In exact form, please repeat the records from their opening line down to the line with "side and for", including that line.

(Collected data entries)
▶

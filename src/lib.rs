//! # Canopy feeds
//!
//! A *feed* is a cryptographically verifiable, append-only log. Blocks are
//! the leaves of an in-order binary merkle tree; the evolving set of tree
//! roots is signed by the writer (or, for finalized feeds, *is* the feed
//! key), so a reader can verify any block against the feed's public key
//! without trusting the storage that holds it or the peer that served it.
//!
//! Feeds are optimized for *appending* on the writer side and for
//! *verify-and-absorb* on the reader side. They do **not** support random
//! writes, deletion or compaction; a feed only ever grows.
//!
//! ## Persistence
//!
//! All state lives in a handful of logical streams behind the
//! [storage::RandomAccess] abstraction: the raw block data, fixed-size tree
//! node and signature records, the paged bitfield, and the key material.
//! Writes are ordered so that a crash can at worst lose the tail of an
//! append, never corrupt what was committed.
//!
//! ## Replication
//!
//! The wire protocol is not part of this crate. The feed exposes the pieces
//! a replication layer needs: proof generation ([feed::Feed::proof_with]),
//! proof verification ([feed::Feed::put]), download selections, parked
//! reads, and peer notification hooks ([peer::Peer]).
pub mod bitfield;
pub mod codec;
pub mod error;
pub mod feed;
pub mod flat_tree;
pub mod hash;
pub mod merkle;
pub mod peer;
pub mod storage;
pub mod stream;
pub mod tree_index;

mod batch;

pub use codec::{Binary, Codec, Json, Utf8};
pub use error::{Error, Result};
pub use feed::{
    AuditReport, Feed, Options, PeerHandle, PendingGet, PendingSeek, Proof, ProofRequest,
};
pub use peer::{ArcPeer, DownloadRange, Have, Peer, Selection, SelectionId};
pub use storage::{MemoryStorage, Node, RandomAccess, Storage, StreamKind};
pub use stream::{ReadOptions, ReadStream, StreamState, WriteStream};
pub use tree_index::Digest;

◀

◆ **OUTPUT FOR THIS EXERCISE**
filename src/lib.rs
//! # Canopy feeds
//!
//! A *feed* is a cryptographically verifiable, append-only log. Blocks are
//! the leaves of an in-order binary merkle tree; the evolving set of tree
//! roots is signed by the writer (or, for finalized feeds, *is* the feed
//! key), so a reader can verify any block against the feed's public key
//! without trusting the storage that holds it or the peer that served it.
//!
//! Feeds are optimized for *appending* on the writer side and for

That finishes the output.